Installée avec sa famille aux Pays-Bas depuis plusieurs années, la journaliste d'origine polonaise Olga Mecking y a découvert la pratique du niksen, "art de l'oisiveté" ou "art néerlandais de ne rien faire" ! Différent selon elle des autres méthodes de bien-être comme méditation de pleine conscience, pratique zen, hygge danois, cocooning anglais, farniente italien, KonMari japonais ou döstädning suédois, le niksen est un concept difficile à cerner, même pour beaucoup de néerlandais qui s'y adonnent sans le savoir !

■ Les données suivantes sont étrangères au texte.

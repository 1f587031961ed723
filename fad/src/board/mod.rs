//! Board capability tables and the board selector.
//!
//! Responsibilities:
//! - Define the [Board] trait: one method per peripheral operation. An operation the board
//!   does not override reports [FadError::NotSupported] and touches nothing, which is how
//!   an absent capability looks to the dispatcher.
//! - Describe each board family with a [BoardDescriptor]: its compatible strings, SoC
//!   family, capability flags, resource names and setup constructor.
//! - Select and run the setup of the descriptor matching the running platform
//!   ([BoardRegistry::setup]).
//!
//! Ownership notes:
//! - Setup resolves every resource through a [ladder::Ladder] owned by the returned board;
//!   [Board::teardown] releases it in reverse order.
//! - A failed setup drops its ladder before returning, so nothing half-initialized escapes.

pub mod ec702;
pub mod keypad;
pub mod ladder;
pub mod neco;
pub mod ninjago;
pub mod pico;
pub mod roco;

use alloc::{boxed::Box, collections::btree_map::BTreeMap, sync::Arc, vec, vec::Vec};

use bitflags::bitflags;
use fad_api::{DigitalIo, LaserMode, LaserStatus, Led, SubjectiveLevel};

use crate::{
    config::FadConfig,
    error::{FadError, FadResult},
    hal::{Platform, PlatformId, SocFamily},
    hdmi::HdmiPhy,
};

bitflags! {
    /// Peripherals physically present on a board.
    pub struct Capabilities: u32 {
        const LASER          = 1 << 0;
        const GPS            = 1 << 1;
        const DIGITAL_IO     = 1 << 2;
        /// Dual-LED status indicator.
        const KAKA_LED       = 1 << 3;
        const BUZZER         = 1 << 4;
        const KP_BACKLIGHT   = 1 << 5;
        /// Laser emission follows the laser button in software.
        const SOFTWARE_LASER = 1 << 6;
        const TRIGGER        = 1 << 7;
        const HDMI           = 1 << 8;
        const FIVE_V_ENABLE  = 1 << 9;
        const FOCUS_MODULE   = 1 << 10;
        /// Laser rangefinder with pointer and distance modes.
        const LASER_DISTANCE = 1 << 11;
        const WATCHDOG       = 1 << 12;
    }
}

/// Per-board capability table.
///
/// Methods run with the device lock held, except [Board::hdmi_phy] which is queried once at
/// attach. None of them may be called from interrupt context.
pub trait Board: Send {
    fn name(&self) -> &'static str;
    /// Capability flags resolved during setup. Must not change afterwards.
    fn capabilities(&self) -> Capabilities;

    fn get_laser_status(&mut self) -> FadResult<LaserStatus> {
        Err(FadError::NotSupported)
    }
    fn set_laser_status(&mut self, _enable: bool) -> FadResult<()> {
        Err(FadError::NotSupported)
    }
    /// Re-evaluate the laser output after a laser button edge.
    fn update_laser_output(&mut self) -> FadResult<()> {
        Err(FadError::NotSupported)
    }
    fn get_laser_active(&mut self) -> FadResult<bool> {
        Err(FadError::NotSupported)
    }
    fn set_laser_active(&mut self, _active: bool) -> FadResult<()> {
        Err(FadError::NotSupported)
    }
    fn set_laser_mode(&mut self, _mode: LaserMode) -> FadResult<()> {
        Err(FadError::NotSupported)
    }
    fn get_gps_enable(&mut self) -> FadResult<bool> {
        Err(FadError::NotSupported)
    }
    fn set_gps_enable(&mut self, _enable: bool) -> FadResult<()> {
        Err(FadError::NotSupported)
    }
    fn get_kaka_led(&mut self) -> FadResult<Led> {
        Err(FadError::NotSupported)
    }
    fn set_kaka_led(&mut self, _led: Led) -> FadResult<()> {
        Err(FadError::NotSupported)
    }
    /// Keypad backlight in percent.
    fn get_keypad_backlight(&mut self) -> FadResult<u8> {
        Err(FadError::NotSupported)
    }
    fn set_keypad_backlight(&mut self, _percent: u8) -> FadResult<()> {
        Err(FadError::NotSupported)
    }
    fn get_keypad_subj_backlight(&mut self) -> FadResult<SubjectiveLevel> {
        Err(FadError::NotSupported)
    }
    fn set_keypad_subj_backlight(&mut self, _level: SubjectiveLevel) -> FadResult<()> {
        Err(FadError::NotSupported)
    }
    /// Program the buzzer. `freq == 0` or `pwm == 0` silences it.
    fn set_buzzer_frequency(&mut self, _freq: u16, _pwm: u8) -> FadResult<()> {
        Err(FadError::NotSupported)
    }
    fn get_digital_status(&mut self) -> FadResult<DigitalIo> {
        Err(FadError::NotSupported)
    }
    fn get_trigger_pressed(&mut self) -> FadResult<bool> {
        Err(FadError::NotSupported)
    }
    /// Program the watchdog timeout in half-second ticks.
    fn watchdog_init(&mut self, _ticks: u8) -> FadResult<()> {
        Err(FadError::NotSupported)
    }
    fn watchdog_service(&mut self) -> FadResult<()> {
        Err(FadError::NotSupported)
    }
    fn suspend(&mut self) -> FadResult<()> {
        Ok(())
    }
    fn resume(&mut self) -> FadResult<()> {
        Ok(())
    }
    fn set_charger_suspend(&mut self, _suspend: bool) -> FadResult<()> {
        Err(FadError::NotSupported)
    }
    fn hdmi_phy(&self) -> Option<Arc<HdmiPhy>> {
        None
    }
    /// Quiesce the hardware and release every resource acquired by setup.
    fn teardown(&mut self);
}

/// Board setup constructor.
pub type SetupFn =
    fn(&'static BoardDescriptor, &Arc<dyn Platform>, &FadConfig) -> FadResult<Box<dyn Board>>;

/// Static description of a board family.
pub struct BoardDescriptor {
    pub name: &'static str,
    pub compatible: &'static [&'static str],
    /// SoC family used when no compatible string matches.
    pub soc: Option<SocFamily>,
    /// Capabilities the family can have. Setup may narrow them from board properties.
    pub caps: Capabilities,
    pub regulators: &'static [&'static str],
    pub leds: &'static [&'static str],
    pub setup: SetupFn,
}

impl BoardDescriptor {
    /// The regulator table as exactly `N` names.
    pub fn regulator_names<const N: usize>(&self) -> FadResult<[&'static str; N]> {
        self.exact("regulators", self.regulators)
    }

    /// The LED table as exactly `N` names.
    pub fn led_names<const N: usize>(&self) -> FadResult<[&'static str; N]> {
        self.exact("LEDs", self.leds)
    }

    fn exact<const N: usize>(
        &self,
        what: &str,
        table: &'static [&'static str],
    ) -> FadResult<[&'static str; N]> {
        table.try_into().map_err(|_| {
            log::error!(
                "board '{}' describes {} {}, expected {}",
                self.name,
                table.len(),
                what,
                N
            );
            FadError::ResourceExhausted
        })
    }
}

impl core::fmt::Debug for BoardDescriptor {
    fn fmt(&self, f: &mut core::fmt::Formatter<'_>) -> core::fmt::Result {
        f.debug_struct("BoardDescriptor")
            .field("name", &self.name)
            .field("compatible", &self.compatible)
            .finish()
    }
}

/// Board descriptors keyed by compatible string and SoC family.
pub struct BoardRegistry {
    comp_map: BTreeMap<&'static str, Vec<&'static BoardDescriptor>>,
    soc_map: BTreeMap<SocFamily, &'static BoardDescriptor>,
}

impl BoardRegistry {
    pub fn new() -> BoardRegistry {
        BoardRegistry {
            comp_map: BTreeMap::new(),
            soc_map: BTreeMap::new(),
        }
    }

    /// Registry holding every built-in board family.
    pub fn builtin() -> BoardRegistry {
        let mut reg = BoardRegistry::new();
        for desc in [
            &pico::DESCRIPTOR,
            &neco::DESCRIPTOR,
            &roco::DESCRIPTOR,
            &ninjago::DESCRIPTOR,
            &ec702::DESCRIPTOR,
        ] {
            reg.register(desc);
        }
        reg
    }

    pub fn register(&mut self, desc: &'static BoardDescriptor) {
        debug_ex!("\tRegistered board '{}'.", desc.name);
        for comp in desc.compatible {
            self.comp_map.entry(*comp).or_insert_with(|| vec![]).push(desc);
        }
        if let Some(soc) = desc.soc {
            self.soc_map.entry(soc).or_insert(desc);
        }
    }

    /// Descriptor for `id`: first by compatible string, then by SoC family.
    pub fn find(&self, id: &PlatformId) -> Option<&'static BoardDescriptor> {
        self.comp_map
            .get(id.compatible.as_str())
            .and_then(|descs| descs.first().copied())
            .or_else(|| self.soc_map.get(&id.soc).copied())
    }

    /// Select the board for the running platform and run its setup.
    pub fn setup(
        &self,
        platform: &Arc<dyn Platform>,
        config: &FadConfig,
    ) -> FadResult<Box<dyn Board>> {
        let id = platform.identity();
        let desc = self.find(&id).ok_or_else(|| {
            log::error!("no board description for {:?}", id);
            FadError::NotSupported
        })?;
        log::info!("setting up board '{}' for {}", desc.name, id.compatible);
        (desc.setup)(desc, platform, config).map_err(|err| {
            log::error!("setup of board '{}' failed: {}", desc.name, err);
            FadError::ResourceExhausted
        })
    }
}

impl Default for BoardRegistry {
    fn default() -> Self {
        BoardRegistry::builtin()
    }
}

#[cfg(test)]
mod tests {
    use super::*;
    use crate::testing::MockPlatform;
    use alloc::string::ToString;

    #[test]
    fn compatible_wins_over_soc() {
        let reg = BoardRegistry::builtin();
        let id = PlatformId {
            soc: SocFamily::Imx6Q,
            compatible: "flir,ec101".to_string(),
        };
        assert_eq!(reg.find(&id).map(|d| d.name), Some("ninjago"));
    }

    #[test]
    fn soc_family_is_the_fallback() {
        let reg = BoardRegistry::builtin();
        let id = PlatformId {
            soc: SocFamily::Imx51,
            compatible: "flir,unknown".to_string(),
        };
        assert_eq!(reg.find(&id).map(|d| d.name), Some("pico"));
    }

    #[test]
    fn unknown_platform_is_not_supported() {
        let mock = MockPlatform::with_identity(SocFamily::Other, "acme,board");
        let platform: Arc<dyn Platform> = mock;
        let result = BoardRegistry::builtin().setup(&platform, &FadConfig::default());
        assert_eq!(result.err(), Some(FadError::NotSupported));
    }

    #[test]
    fn setup_teardown_is_symmetric_for_every_board() {
        for mock in MockPlatform::all_boards() {
            let platform: Arc<dyn Platform> = mock.clone();
            let mut board = BoardRegistry::builtin()
                .setup(&platform, &FadConfig::default())
                .unwrap();
            let acquired = mock.acquires();
            board.teardown();
            let mut released = mock.releases();
            released.reverse();
            assert_eq!(acquired, released, "board {}", board.name());
        }
    }

    #[test]
    fn failed_setup_unwinds_and_reports_exhaustion() {
        use ladder::Resource;
        let mock = MockPlatform::roco();
        mock.fail_acquire(Resource::Regulator("rori_opt_3v6"));
        let platform: Arc<dyn Platform> = mock.clone();
        let result = BoardRegistry::builtin().setup(&platform, &FadConfig::default());
        assert_eq!(result.err(), Some(FadError::ResourceExhausted));
        assert!(!mock.acquires().is_empty());
        assert!(mock.ledger_balanced());
    }
}
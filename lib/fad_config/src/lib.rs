//! Compiled-in defaults for the FAD driver.
//! The values come from `fad_flags.json` at the workspace root and are generated by `build.rs`;
//! an architecture section in that file overrides the `common` section.

#![no_std]
#![deny(missing_docs)]

include!(concat!(env!("OUT_DIR"), "/build_flags.rs"));
//! Request dispatch for the control device.
//!
//! [FadDevice::ioctl] resolves the request code, checks the board capability, copies and
//! decodes the payload, runs the board operation under the device lock and copies the
//! result back. A request for an absent capability fails before any copy or lock.

use fad_api::{
    Backlight, Buzzer, BuzzerState, Direction, FadEvent, GpsEnable, HdmiStatus, LaserActive,
    LaserMode, LaserStatus, Led, Payload, Request, StartReason, SubjBacklight, TrigPressed,
    WatchdogConfig,
};

use crate::{
    board::Capabilities,
    device::FadDevice,
    error::{FadError, FadResult},
};

/// A caller-supplied buffer in another address space.
pub trait UserBuffer {
    /// Fill `dst` from the start of the buffer.
    fn copy_in(&self, dst: &mut [u8]) -> Result<(), CopyError>;
    /// Write `src` to the start of the buffer.
    fn copy_out(&mut self, src: &[u8]) -> Result<(), CopyError>;
}

/// The user buffer could not be accessed or was too short.
#[derive(Debug, Clone, Copy, PartialEq, Eq)]
pub struct CopyError;

impl From<CopyError> for FadError {
    fn from(_: CopyError) -> Self {
        FadError::CopyFault
    }
}

/// Largest payload of any request.
const MAX_PAYLOAD: usize = 32;

/// Capability a request needs. Empty means always available.
pub fn required_capability(req: Request) -> Capabilities {
    match req {
        Request::GetLaserStatus
        | Request::SetLaserStatus
        | Request::GetLaserActive
        | Request::SetLaserActive => Capabilities::LASER,
        Request::SetLaserMode => Capabilities::LASER_DISTANCE,
        Request::Buzzer => Capabilities::BUZZER,
        Request::GetDigIoStatus => Capabilities::DIGITAL_IO,
        Request::EnableWatchdog | Request::TrigWatchdog => Capabilities::WATCHDOG,
        Request::GetGpsEnable | Request::SetGpsEnable => Capabilities::GPS,
        Request::GetHdmiStatus => Capabilities::HDMI,
        Request::GetKakaLed | Request::SetKakaLed => Capabilities::KAKA_LED,
        Request::GetKpBacklight
        | Request::SetKpBacklight
        | Request::GetKpSubjBacklight
        | Request::SetKpSubjBacklight => Capabilities::KP_BACKLIGHT,
        Request::GetTrigPressed => Capabilities::TRIGGER,
        Request::GetStartReason | Request::GetSecurityParams | Request::ReleaseRead => {
            Capabilities::empty()
        }
    }
}

impl FadDevice {
    /// Execute one control request.
    pub fn ioctl(&self, code: u32, user: &mut dyn UserBuffer) -> FadResult<()> {
        let Some(req) = Request::from_code(code) else {
            debug_ex!(target: "fad::dispatch", "unknown request {:#x}", code);
            return Err(FadError::NotSupported);
        };
        if !self.capabilities().contains(required_capability(req)) {
            debug_ex!(target: "fad::dispatch", "{:?} not available on {}", req, self.board_name());
            return Err(FadError::NotSupported);
        }

        let mut buf = [0u8; MAX_PAYLOAD];
        let payload = &mut buf[..req.size()];
        if req.direction().contains(Direction::WRITE) {
            user.copy_in(payload)?;
        }
        self.execute(req, payload)?;
        if req.direction().contains(Direction::READ) {
            user.copy_out(payload)?;
        }
        Ok(())
    }

    fn execute(&self, req: Request, buf: &mut [u8]) -> FadResult<()> {
        match req {
            Request::GetLaserStatus => self.with_board(|b| b.get_laser_status())?.encode(buf)?,
            Request::SetLaserStatus => {
                let status = LaserStatus::decode(buf)?;
                self.with_board(|b| b.set_laser_status(status.power_enabled))?
            }
            Request::GetLaserActive => LaserActive {
                active: self.with_board(|b| b.get_laser_active())?,
            }
            .encode(buf)?,
            Request::SetLaserActive => {
                let req = LaserActive::decode(buf)?;
                self.with_board(|b| b.set_laser_active(req.active))?
            }
            Request::SetLaserMode => {
                let mode = LaserMode::decode(buf)?;
                self.with_board(|b| b.set_laser_mode(mode))?
            }
            Request::Buzzer => self.sound_buzzer(Buzzer::decode(buf)?)?,
            Request::GetDigIoStatus => self.with_board(|b| b.get_digital_status())?.encode(buf)?,
            Request::EnableWatchdog => self.enable_watchdog(WatchdogConfig::decode(buf)?)?,
            Request::TrigWatchdog => self.service_watchdog()?,
            Request::GetGpsEnable => GpsEnable {
                enabled: self.with_board(|b| b.get_gps_enable())?,
            }
            .encode(buf)?,
            Request::SetGpsEnable => {
                let gps = GpsEnable::decode(buf)?;
                self.with_board(|b| b.set_gps_enable(gps.enabled))?
            }
            Request::GetHdmiStatus => {
                let phy = self.hdmi.as_ref().ok_or(FadError::NotSupported)?;
                HdmiStatus {
                    present: phy.is_present()?,
                }
                .encode(buf)?
            }
            Request::GetKakaLed => self.with_board(|b| b.get_kaka_led())?.encode(buf)?,
            Request::SetKakaLed => {
                let led = Led::decode(buf)?;
                self.with_board(|b| b.set_kaka_led(led))?
            }
            Request::GetKpBacklight => Backlight {
                level: self.with_board(|b| b.get_keypad_backlight())?,
            }
            .encode(buf)?,
            Request::SetKpBacklight => {
                let backlight = Backlight::decode(buf)?;
                self.with_board(|b| b.set_keypad_backlight(backlight.level))?
            }
            Request::GetKpSubjBacklight => SubjBacklight {
                level: self.with_board(|b| b.get_keypad_subj_backlight())?,
            }
            .encode(buf)?,
            Request::SetKpSubjBacklight => {
                let subj = SubjBacklight::decode(buf)?;
                self.with_board(|b| b.set_keypad_subj_backlight(subj.level))?
            }
            Request::GetTrigPressed => TrigPressed {
                pressed: self.with_board(|b| b.get_trigger_pressed())?,
            }
            .encode(buf)?,
            Request::GetStartReason => StartReason {
                reason: self.restart_reason(),
            }
            .encode(buf)?,
            Request::GetSecurityParams => self.security_params().encode(buf)?,
            Request::ReleaseRead => self.post_event(FadEvent::Reset),
        }
        Ok(())
    }

    fn sound_buzzer(&self, req: Buzzer) -> FadResult<()> {
        if req.pwm > 100 {
            return Err(FadError::InvalidParameter);
        }
        match req.state {
            BuzzerState::Off => self.with_board(|b| b.set_buzzer_frequency(0, 0)),
            BuzzerState::On => self.start_tone(req).map(|_| ()),
            BuzzerState::Timed => {
                let epoch = self.start_tone(req)?;
                // The device lock is not held while the tone plays.
                self.platform.sleep_ms(req.time_ms as u32);
                let mut state = self.lock_state()?;
                if state.tone_epoch != epoch {
                    debug_ex!(target: "fad::dispatch", "timed tone superseded");
                    return Ok(());
                }
                state.board.set_buzzer_frequency(0, 0)
            }
        }
    }

    /// Program a tone and return its epoch.
    fn start_tone(&self, req: Buzzer) -> FadResult<u32> {
        let mut state = self.lock_state()?;
        state.board.set_buzzer_frequency(req.freq, req.pwm)?;
        state.tone_epoch = state.tone_epoch.wrapping_add(1);
        Ok(state.tone_epoch)
    }
}
//! i.MX51 "pico" boards.
//!
//! Laser and supply enables sit on the shared IO-expander, the laser button and HDMI
//! hot-plug are GPIO interrupts, the buzzer is a PWM channel and the keypad backlight is a
//! PMIC current sink with five levels. GPS is always powered.

use alloc::{boxed::Box, sync::Arc};

use fad_api::{LaserStatus, SubjectiveLevel};

use super::{Board, BoardDescriptor, Capabilities, keypad::KeypadLevels, ladder::Ladder};
use crate::{
    config::FadConfig,
    error::{FadError, FadResult},
    hal::{IrqLine, Led, Platform, Pwm, SocFamily, Trigger, WatchdogHw},
    hdmi::HdmiPhy,
    ioport::{IoExpander, IoPortBits},
};

const IOPORT_BUS: u32 = 0;
const IOPORT_ADDR: u8 = 0x46 >> 1;
const HDMI_BUS: u32 = 1;
const HDMI_ADDR: u8 = 0x72 >> 1;
const BUZZER_PWM: u32 = 0;
const KP_BACKLIGHT: &str = "kp_backlight";

const GPIO_LASER_ON: &str = "laser_on";
const GPIO_3V6A_EN: &str = "3v6a_en";
const GPIO_HDMI_INT: &str = "hdmi_int";

/// PMIC keypad sink steps, 25 % each.
const KP_PERCENT_PER_LEVEL: u8 = 25;

pub static DESCRIPTOR: BoardDescriptor = BoardDescriptor {
    name: "pico",
    compatible: &["flir,pico"],
    soc: Some(SocFamily::Imx51),
    caps: Capabilities::from_bits_truncate(
        Capabilities::LASER.bits()
            | Capabilities::GPS.bits()
            | Capabilities::FIVE_V_ENABLE.bits()
            | Capabilities::BUZZER.bits()
            | Capabilities::KP_BACKLIGHT.bits()
            | Capabilities::SOFTWARE_LASER.bits()
            | Capabilities::HDMI.bits()
            | Capabilities::WATCHDOG.bits(),
    ),
    regulators: &[],
    leds: &[KP_BACKLIGHT],
    setup,
};

/// PWM period and duty in microseconds for a tone, `None` when silent.
pub fn buzzer_timing(freq: u16, pwm: u8) -> Option<(u32, u32)> {
    if freq == 0 || pwm == 0 {
        return None;
    }
    let period = (1_000_000 / freq as u32).clamp(10, 0xFFFE);
    let duty = ((period * pwm as u32 + 50) / 100).max(1);
    Some((period, duty))
}

pub struct Pico {
    platform: Arc<dyn Platform>,
    ladder: Ladder,
    caps: Capabilities,
    ioport: IoExpander,
    laser_on: u32,
    pin_3v6a: u32,
    pwm: Arc<dyn Pwm>,
    kp_backlight: Arc<dyn Led>,
    wdog: Arc<dyn WatchdogHw>,
    hdmi: Arc<HdmiPhy>,
    levels: KeypadLevels,
    laser_enable: bool,
}

fn setup(
    desc: &'static BoardDescriptor,
    platform: &Arc<dyn Platform>,
    config: &FadConfig,
) -> FadResult<Box<dyn Board>> {
    let mut ladder = Ladder::new(platform.clone());

    let ioport = IoExpander::new(ladder.i2c(IOPORT_BUS)?, IOPORT_ADDR);
    ioport.set(IoPortBits::VCM_LED_EN | IoPortBits::FOCUS_POWER_EN, true)?;
    ioport.set(IoPortBits::LASER_SWITCH_ON | IoPortBits::LASER_SOFT_ON, false)?;
    ioport.configure_outputs(IoPortBits::all())?;

    let laser_on = ladder.gpio_input(GPIO_LASER_ON)?;
    ladder.irq(IrqLine::LaserButton, Trigger::Falling, "LaserON")?;
    let pin_3v6a = ladder.gpio_output(GPIO_3V6A_EN, true)?;

    let hdmi_bus = ladder.i2c(HDMI_BUS)?;
    ladder.gpio_input(GPIO_HDMI_INT)?;
    ladder.irq(IrqLine::HdmiHotplug, Trigger::Falling, "HdmiInt")?;

    let pwm = ladder.pwm(BUZZER_PWM)?;
    let [kp_name] = desc.led_names()?;
    let kp_backlight = ladder.led(kp_name)?;
    let wdog = ladder.watchdog()?;

    Ok(Box::new(Pico {
        platform: platform.clone(),
        ladder,
        caps: desc.caps,
        ioport,
        laser_on,
        pin_3v6a,
        pwm,
        kp_backlight,
        wdog,
        hdmi: Arc::new(HdmiPhy::new(
            hdmi_bus,
            HDMI_ADDR,
            config.edid_poll_interval_ms,
            config.edid_poll_retries,
        )),
        levels: config.keypad_levels.from_properties(platform.as_ref()),
        laser_enable: false,
    }))
}

impl Pico {
    fn laser_button_pressed(&self) -> FadResult<bool> {
        // Active low.
        Ok(!self.platform.gpio_get(self.laser_on)?)
    }
}

impl Board for Pico {
    fn name(&self) -> &'static str {
        DESCRIPTOR.name
    }

    fn capabilities(&self) -> Capabilities {
        self.caps
    }

    fn get_laser_status(&mut self) -> FadResult<LaserStatus> {
        Ok(LaserStatus {
            power_enabled: self.ioport.get(IoPortBits::LASER_SWITCH_ON)?,
            is_on: self.laser_button_pressed()?,
        })
    }

    fn set_laser_status(&mut self, enable: bool) -> FadResult<()> {
        self.laser_enable = enable;
        self.ioport.set(IoPortBits::LASER_SWITCH_ON, enable)?;
        if !enable {
            self.ioport.set(IoPortBits::LASER_SOFT_ON, false)?;
        }
        Ok(())
    }

    fn update_laser_output(&mut self) -> FadResult<()> {
        let emit = self.laser_enable && self.laser_button_pressed()?;
        self.ioport.set(IoPortBits::LASER_SOFT_ON, emit)
    }

    fn get_laser_active(&mut self) -> FadResult<bool> {
        self.ioport.get(IoPortBits::LASER_SOFT_ON)
    }

    fn set_laser_active(&mut self, active: bool) -> FadResult<()> {
        self.ioport.set(IoPortBits::LASER_SOFT_ON, active)
    }

    fn get_gps_enable(&mut self) -> FadResult<bool> {
        Ok(true)
    }

    fn set_gps_enable(&mut self, enable: bool) -> FadResult<()> {
        if !enable {
            log::warn!("GPS supply is not switchable on pico, keeping it on");
        }
        Ok(())
    }

    fn get_keypad_backlight(&mut self) -> FadResult<u8> {
        Ok(self.kp_backlight.brightness().saturating_mul(KP_PERCENT_PER_LEVEL))
    }

    fn set_keypad_backlight(&mut self, percent: u8) -> FadResult<()> {
        if percent > 100 {
            return Err(FadError::InvalidParameter);
        }
        let level = (percent + KP_PERCENT_PER_LEVEL / 2) / KP_PERCENT_PER_LEVEL;
        self.kp_backlight.set_brightness(level);
        Ok(())
    }

    fn get_keypad_subj_backlight(&mut self) -> FadResult<SubjectiveLevel> {
        let percent = self.get_keypad_backlight()?;
        Ok(self.levels.classify(percent))
    }

    fn set_keypad_subj_backlight(&mut self, level: SubjectiveLevel) -> FadResult<()> {
        self.set_keypad_backlight(self.levels.raw(level))
    }

    fn set_buzzer_frequency(&mut self, freq: u16, pwm: u8) -> FadResult<()> {
        match buzzer_timing(freq, pwm) {
            Some((period, duty)) => {
                debug_ex!("buzzer {} Hz: period {} us, duty {} us", freq, period, duty);
                self.pwm.configure(period, duty)?;
            }
            None => self.pwm.disable(),
        }
        Ok(())
    }

    fn watchdog_init(&mut self, ticks: u8) -> FadResult<()> {
        self.wdog.configure(ticks);
        Ok(())
    }

    fn watchdog_service(&mut self) -> FadResult<()> {
        self.wdog.service();
        Ok(())
    }

    fn suspend(&mut self) -> FadResult<()> {
        self.pwm.disable();
        self.ioport.set(
            IoPortBits::VCM_LED_EN
                | IoPortBits::FOCUS_POWER_EN
                | IoPortBits::LASER_SOFT_ON,
            false,
        )?;
        self.platform.gpio_set(self.pin_3v6a, false)?;
        Ok(())
    }

    fn resume(&mut self) -> FadResult<()> {
        self.platform.gpio_set(self.pin_3v6a, true)?;
        self.ioport
            .set(IoPortBits::VCM_LED_EN | IoPortBits::FOCUS_POWER_EN, true)
    }

    fn hdmi_phy(&self) -> Option<Arc<HdmiPhy>> {
        Some(self.hdmi.clone())
    }

    fn teardown(&mut self) {
        self.pwm.disable();
        if let Err(err) = self
            .ioport
            .set(IoPortBits::LASER_SWITCH_ON | IoPortBits::LASER_SOFT_ON, false)
        {
            log::warn!("could not switch laser off during teardown: {}", err);
        }
        self.ladder.release_all();
    }
}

En réponse au stress, à la suractivité, à la pression sociale ou à l'obligation de performance professionnelle, le niksen ("Niks" signifie "rien" en néerlandais) est un simple "refus d'être actif", une pratique individuelle, égoïste, choisie mais pas subie. Oubliez la marche, la lecture et la musique. De temps en temps, s'asseoir dans son canapé, ne rien faire, rêvasser, laisser son esprit vagabonder, contempler les nuages par la fenêtre, écouter le tic-tac de la pendule... et surtout ne pas culpabiliser et assumer cet art de vivre.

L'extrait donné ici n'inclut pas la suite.